Utilising Sentinel-1’s orbital stability for efficient pre-processing of sigma nought backscatter

Abstract

For already more than seven years, the Sentinel-1 C-band Synthetic Aperture Radar (SAR) mission has been providing indispensable information for monitoring bio-geophysical parameters at fine temporal and spatial scales. As many applications require backscatter datacubes as input, enormous amounts of data have to be radiometrically and geometrically corrected to be in a common, Earth-fixed reference system. Pre-processing workflows accomplishing this task have already been established and are implemented in several software suites. However, typically, these workflows are computationally expensive which may lead to prohibitively large costs when generating multi-year Sentinel-1 datacubes for whole continents or the world. In this paper, we discuss existing approaches for generating sigma nought and projected local incidence angle (PLIA) data and present simplifications of the overall workflow relying on the unprecedented orbital stability of Sentinel-1. Propagating orbital deviations through the complete Sentinel-1 pre-processing pipeline helped us to simulate and identify PLIA as a static layer per relative orbit.

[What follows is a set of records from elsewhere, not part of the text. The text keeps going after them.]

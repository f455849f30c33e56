pub mod gallery_handlers;
pub mod health_handlers;
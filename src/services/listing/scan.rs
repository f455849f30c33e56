//! Exhaustive-then-slice pagination.
//!
//! Every call walks the whole store once, filters the full set and slices the
//! requested window out of it. O(store size) per call regardless of page.

use super::ListingBackend;
use crate::{
    models::{object::ObjectRecord, page::PageRequest},
    services::{
        blob_store::BlobStore, cursor::collect_all, error::GalleryResult, filter::SearchTerm,
    },
};
use async_trait::async_trait;
use std::sync::Arc;

pub struct ExhaustiveScanListing {
    store: Arc<dyn BlobStore>,
}

impl ExhaustiveScanListing {
    pub fn new(store: Arc<dyn BlobStore>) -> Self {
        Self { store }
    }

    async fn matching(&self, search: Option<&str>) -> GalleryResult<Vec<ObjectRecord>> {
        let term = SearchTerm::new(search);
        let entries = collect_all(self.store.as_ref()).await?;
        Ok(entries
            .into_iter()
            .map(ObjectRecord::from)
            .filter(|record| term.matches(record))
            .collect())
    }
}

#[async_trait]
impl ListingBackend for ExhaustiveScanListing {
    fn name(&self) -> &'static str {
        "scan"
    }

    async fn list_page(&self, request: &PageRequest) -> GalleryResult<Vec<ObjectRecord>> {
        let matching = self.matching(request.search()).await?;
        let start = usize::try_from(request.offset())
            .unwrap_or(usize::MAX)
            .min(matching.len());
        let end = start
            .saturating_add(request.page_size() as usize)
            .min(matching.len());
        Ok(matching[start..end].to_vec())
    }

    async fn count_matching(&self, search: Option<&str>) -> GalleryResult<u64> {
        Ok(self.matching(search).await?.len() as u64)
    }
}
//! Transmit queue counters and diagnostics snapshots

use crate::intent::{IntentId, SendStatus, TxFailure};
use crate::message::{ActorAddress, Message};
use serde::Serialize;
use std::sync::atomic::{AtomicU64, Ordering};

/// How a drain episode ended
#[derive(Debug, Clone, Copy, PartialEq, Eq, Serialize)]
#[serde(rename_all = "snake_case")]
pub enum DrainExit {
    /// Queue depth fell to the unblock threshold
    Drained,
    /// The drain deadline elapsed first
    DeadlineExpired,
    /// The transport reported no work it could process
    NoProgress,
}

/// Transmit queue counters
#[derive(Debug, Default)]
pub struct TransmitMetrics {
    /// Intents accepted into the queue
    pub enqueued: AtomicU64,
    /// Intents handed to the transport
    pub dispatched: AtomicU64,
    /// Transport completions reporting success
    pub transport_sent: AtomicU64,
    /// Transport completions reporting failure
    pub transport_failed: AtomicU64,
    /// Intents completed as Sent because the target was dead
    pub dead_target_shortcuts: AtomicU64,
    /// Intents completed as Sent because there was nothing to send
    pub empty_payloads: AtomicU64,
    /// Intents rejected at the drop level
    pub overload_drops: AtomicU64,
    /// Queued intents whose deadline elapsed
    pub timeouts: AtomicU64,
    /// Queued intents rewritten after their target died
    pub dead_target_rewrites: AtomicU64,
    /// Interrupts sent to the driving thread
    pub interrupts: AtomicU64,
    pub drain_entries: AtomicU64,
    pub drain_exits_drained: AtomicU64,
    pub drain_exits_deadline: AtomicU64,
    pub drain_exits_no_progress: AtomicU64,
    /// Deepest queue observed
    pub peak_queue_depth: AtomicU64,
}

impl TransmitMetrics {
    pub fn record_enqueued(&self, depth: usize) {
        self.enqueued.fetch_add(1, Ordering::Relaxed);
        self.peak_queue_depth
            .fetch_max(depth as u64, Ordering::Relaxed);
    }

    pub fn record_dispatched(&self) {
        self.dispatched.fetch_add(1, Ordering::Relaxed);
    }

    /// Record a completion reported by the transport
    pub fn record_completion(&self, status: &SendStatus) {
        match status {
            SendStatus::Sent => self.transport_sent.fetch_add(1, Ordering::Relaxed),
            SendStatus::Failed(_) => self.transport_failed.fetch_add(1, Ordering::Relaxed),
        };
    }

    pub fn record_dead_target(&self) {
        self.dead_target_shortcuts.fetch_add(1, Ordering::Relaxed);
    }

    pub fn record_empty_payload(&self) {
        self.empty_payloads.fetch_add(1, Ordering::Relaxed);
    }

    pub fn record_overload_drop(&self) {
        self.overload_drops.fetch_add(1, Ordering::Relaxed);
    }

    pub fn record_timeouts(&self, count: usize) {
        self.timeouts.fetch_add(count as u64, Ordering::Relaxed);
    }

    pub fn record_rewrites(&self, count: usize) {
        self.dead_target_rewrites
            .fetch_add(count as u64, Ordering::Relaxed);
    }

    pub fn record_interrupt(&self) {
        self.interrupts.fetch_add(1, Ordering::Relaxed);
    }

    pub fn record_drain_entry(&self) {
        self.drain_entries.fetch_add(1, Ordering::Relaxed);
    }

    pub fn record_drain_exit(&self, exit: DrainExit) {
        let counter = match exit {
            DrainExit::Drained => &self.drain_exits_drained,
            DrainExit::DeadlineExpired => &self.drain_exits_deadline,
            DrainExit::NoProgress => &self.drain_exits_no_progress,
        };
        counter.fetch_add(1, Ordering::Relaxed);
    }

    pub fn snapshot(&self) -> MetricsSnapshot {
        MetricsSnapshot {
            enqueued: self.enqueued.load(Ordering::Relaxed),
            dispatched: self.dispatched.load(Ordering::Relaxed),
            transport_sent: self.transport_sent.load(Ordering::Relaxed),
            transport_failed: self.transport_failed.load(Ordering::Relaxed),
            dead_target_shortcuts: self.dead_target_shortcuts.load(Ordering::Relaxed),
            empty_payloads: self.empty_payloads.load(Ordering::Relaxed),
            overload_drops: self.overload_drops.load(Ordering::Relaxed),
            timeouts: self.timeouts.load(Ordering::Relaxed),
            dead_target_rewrites: self.dead_target_rewrites.load(Ordering::Relaxed),
            interrupts: self.interrupts.load(Ordering::Relaxed),
            drain_entries: self.drain_entries.load(Ordering::Relaxed),
            drain_exits_drained: self.drain_exits_drained.load(Ordering::Relaxed),
            drain_exits_deadline: self.drain_exits_deadline.load(Ordering::Relaxed),
            drain_exits_no_progress: self.drain_exits_no_progress.load(Ordering::Relaxed),
            peak_queue_depth: self.peak_queue_depth.load(Ordering::Relaxed),
        }
    }
}

/// Point-in-time copy of [`TransmitMetrics`]
#[derive(Debug, Clone, Default, PartialEq, Eq, Serialize)]
pub struct MetricsSnapshot {
    pub enqueued: u64,
    pub dispatched: u64,
    pub transport_sent: u64,
    pub transport_failed: u64,
    pub dead_target_shortcuts: u64,
    pub empty_payloads: u64,
    pub overload_drops: u64,
    pub timeouts: u64,
    pub dead_target_rewrites: u64,
    pub interrupts: u64,
    pub drain_entries: u64,
    pub drain_exits_drained: u64,
    pub drain_exits_deadline: u64,
    pub drain_exits_no_progress: u64,
    pub peak_queue_depth: u64,
}

impl MetricsSnapshot {
    /// Drain episodes that have finished, however they ended
    pub fn drain_exits(&self) -> u64 {
        self.drain_exits_drained + self.drain_exits_deadline + self.drain_exits_no_progress
    }
}

/// A queued transmit as reported by [`TransmitQueue::pending_messages`](crate::TransmitQueue::pending_messages)
#[derive(Debug, Clone)]
pub struct PendingMessage {
    pub id: IntentId,
    pub target: ActorAddress,
    pub message: Message,
}

/// Serializable summary of one queued transmit
#[derive(Debug, Clone, PartialEq, Eq, Serialize)]
pub struct PendingEntry {
    pub id: u64,
    pub target: ActorAddress,
    pub kind: String,
    pub expires_in_ms: Option<u64>,
    pub dead_letter: bool,
}

/// Diagnostics view of a transmit queue
#[derive(Debug, Clone, Serialize)]
pub struct QueueStatus {
    pub transport: String,
    pub outstanding: usize,
    pub queued: usize,
    pub max_pending_transmits: usize,
    pub drop_transmits_level: usize,
    pub sending: bool,
    pub exclusive_held: bool,
    pub drain_enabled: bool,
    pub interrupt_pending: bool,
    pub pending: Vec<PendingEntry>,
    pub metrics: MetricsSnapshot,
}

impl QueueStatus {
    pub fn to_json(&self) -> Result<String, serde_json::Error> {
        serde_json::to_string_pretty(self)
    }
}

/// Failure reason label used in logs
pub(crate) fn failure_label(failure: &TxFailure) -> &'static str {
    match failure {
        TxFailure::Overloaded => "overloaded",
        TxFailure::TimedOut => "timed_out",
        TxFailure::Transport(_) => "transport",
        TxFailure::Abandoned => "abandoned",
    }
}
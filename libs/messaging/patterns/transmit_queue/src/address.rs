//! Address resolution collaborator
//!
//! The queue consults an [`AddressManager`] immediately before admission and
//! again when a destination is confirmed dead. Implementations live with the
//! actor runtime; only the interface is defined here.

use crate::error::TransmitError;
use crate::message::{ActorAddress, Message};

/// Outcome of preparing a message for a target
#[derive(Debug, Clone)]
pub enum Resolution {
    /// Send `message` to `target`; both may have been rewritten
    Deliver {
        target: ActorAddress,
        message: Message,
    },
    /// The target is permanently gone for this message class; report
    /// `Sent` without transmitting so notifications do not bounce forever
    DeadTarget,
}

/// Resolves logical actor addresses into transport-usable ones
pub trait AddressManager: Send + Sync {
    /// Resolve `target` and rewrite `message` for transmission.
    ///
    /// Returns [`TransmitError::Unresolved`] for an address that is not
    /// transmissible yet; the caller retries once it becomes resolvable.
    fn prepare_send(
        &self,
        target: &ActorAddress,
        message: &Message,
    ) -> Result<Resolution, TransmitError>;
}
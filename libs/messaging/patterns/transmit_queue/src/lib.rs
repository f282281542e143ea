//! # Transmit Queue
//!
//! Send-side flow control for an actor runtime's transport layer. Producers
//! hand [`TransmitIntent`]s to a [`TransmitQueue`], which bounds the number
//! of transmits in flight, queues the excess in FIFO order, drops new work
//! when the queue is hopelessly full, and temporarily switches into a
//! transmit-only mode to drain a deep queue.
//!
//! ```text
//!  producers ──submit──► [ resolve + serialize ]
//!                                 │
//!                                 ▼
//!                     ┌───────────────────────┐   drop level reached
//!                     │  pending (FIFO queue) │ ─────────────────────► Failed(Overloaded)
//!                     └───────────┬───────────┘
//!                                 │ outstanding < max_pending
//!                                 ▼
//!                     ┌───────────────────────┐
//!                     │  Transport            │ ──complete──► refill from queue
//!                     └───────────────────────┘
//! ```
//!
//! Every intent completes exactly once: `Sent`, or `Failed` with a
//! [`TxFailure`] reason. Intents that cannot be prepared yet are handed back
//! inside [`Rejected`] so the caller can retry them.
//!
//! ## Example
//!
//! ```
//! use std::sync::Arc;
//! use transmit_queue::test_utils::ImmediateTransport;
//! use transmit_queue::{SendStatus, TransmitConfig, TransmitIntent, TransmitQueue};
//!
//! let transport = Arc::new(ImmediateTransport::new());
//! let queue = TransmitQueue::new(TransmitConfig::default(), transport).unwrap();
//!
//! let (intent, mut receipt) = TransmitIntent::with_receipt("actor-1", b"ping".to_vec());
//! queue.submit(None, intent).unwrap();
//! assert_eq!(receipt.try_status(), Some(SendStatus::Sent));
//! ```

pub mod address;
pub mod config;
pub mod deadline;
pub mod error;
pub mod intent;
pub mod message;
pub mod metrics;
pub mod queue;
pub mod test_utils;
pub mod transport;

pub use address::{AddressManager, Resolution};
pub use config::{TransmitConfig, TransmitConfigToml};
pub use deadline::Deadline;
pub use error::{Rejected, TransmitError};
pub use intent::{
    CompletionHook, IntentId, SendStatus, TransmitIntent, TransmitReceipt, TxFailure,
};
pub use message::{ActorAddress, Message, Payload};
pub use metrics::{
    DrainExit, MetricsSnapshot, PendingEntry, PendingMessage, QueueStatus, TransmitMetrics,
};
pub use queue::{ExclusiveGuard, SweepOutcome, TransmitQueue};
pub use transport::Transport;
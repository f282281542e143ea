//! Targets and messages carried by transmit intents
//!
//! Messages stay in their application form until the queue serializes them
//! just before admission. The internal [`Message::UpdateWork`] marker is the
//! wake channel for the I/O driving thread and never reaches a transport.

use crate::error::TransmitError;
use bytes::Bytes;
use serde::{Deserialize, Serialize};
use std::fmt::{self, Debug};
use std::sync::Arc;

/// Opaque identity of a destination actor
#[derive(Debug, Clone, PartialEq, Eq, Hash, PartialOrd, Ord, Serialize, Deserialize)]
#[serde(transparent)]
pub struct ActorAddress(String);

impl ActorAddress {
    pub fn new(id: impl Into<String>) -> Self {
        Self(id.into())
    }

    pub fn as_str(&self) -> &str {
        &self.0
    }
}

impl fmt::Display for ActorAddress {
    fn fmt(&self, f: &mut fmt::Formatter<'_>) -> fmt::Result {
        f.write_str(&self.0)
    }
}

impl From<&str> for ActorAddress {
    fn from(id: &str) -> Self {
        Self::new(id)
    }
}

impl From<String> for ActorAddress {
    fn from(id: String) -> Self {
        Self(id)
    }
}

/// Application payload that knows how to encode itself for the wire
pub trait Payload: Debug + Send + Sync {
    /// Encode for transmission. An empty buffer means there is nothing to send.
    fn serialize(&self) -> Result<Bytes, TransmitError>;

    /// Short type label for diagnostics
    fn kind(&self) -> &str {
        std::any::type_name::<Self>()
    }
}

impl Payload for Bytes {
    fn serialize(&self) -> Result<Bytes, TransmitError> {
        Ok(self.clone())
    }

    fn kind(&self) -> &str {
        "bytes"
    }
}

impl Payload for Vec<u8> {
    fn serialize(&self) -> Result<Bytes, TransmitError> {
        Ok(Bytes::copy_from_slice(self))
    }

    fn kind(&self) -> &str {
        "bytes"
    }
}

impl Payload for String {
    fn serialize(&self) -> Result<Bytes, TransmitError> {
        Ok(Bytes::copy_from_slice(self.as_bytes()))
    }

    fn kind(&self) -> &str {
        "string"
    }
}

/// Message before serialization
#[derive(Debug, Clone)]
pub enum Message {
    /// Application payload handed over by an actor
    Payload(Arc<dyn Payload>),
    /// Wake-up marker for the I/O driving thread
    UpdateWork,
}

impl Message {
    pub fn payload(payload: impl Payload + 'static) -> Self {
        Message::Payload(Arc::new(payload))
    }

    pub fn is_update_work(&self) -> bool {
        matches!(self, Message::UpdateWork)
    }

    /// Encode for the transport; `UpdateWork` encodes to nothing
    pub fn serialize(&self) -> Result<Bytes, TransmitError> {
        match self {
            Message::Payload(payload) => payload.serialize(),
            Message::UpdateWork => Ok(Bytes::new()),
        }
    }

    pub fn kind(&self) -> &str {
        match self {
            Message::Payload(payload) => payload.kind(),
            Message::UpdateWork => "update_work",
        }
    }
}

impl From<Bytes> for Message {
    fn from(bytes: Bytes) -> Self {
        Message::payload(bytes)
    }
}

impl From<Vec<u8>> for Message {
    fn from(bytes: Vec<u8>) -> Self {
        Message::payload(bytes)
    }
}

The outcome of these simulations also provided the necessary information to replace iterative root-finding algorithms for determining the time of closest approach (TCA), i.o.w. the azimuth index, with a linear one — at no expense of radiometric accuracy. All experiments were performed using an in-house developed toolbox named wizsard, which made it possible to speed up Sentinel-1 pre-processing by approximately 4–5 times with respect to the Sentinel Application Platform (SNAP). This could pave the way for producing quality-curated, large-scale backscatter datacubes at continental and global scales in acceptable time frames.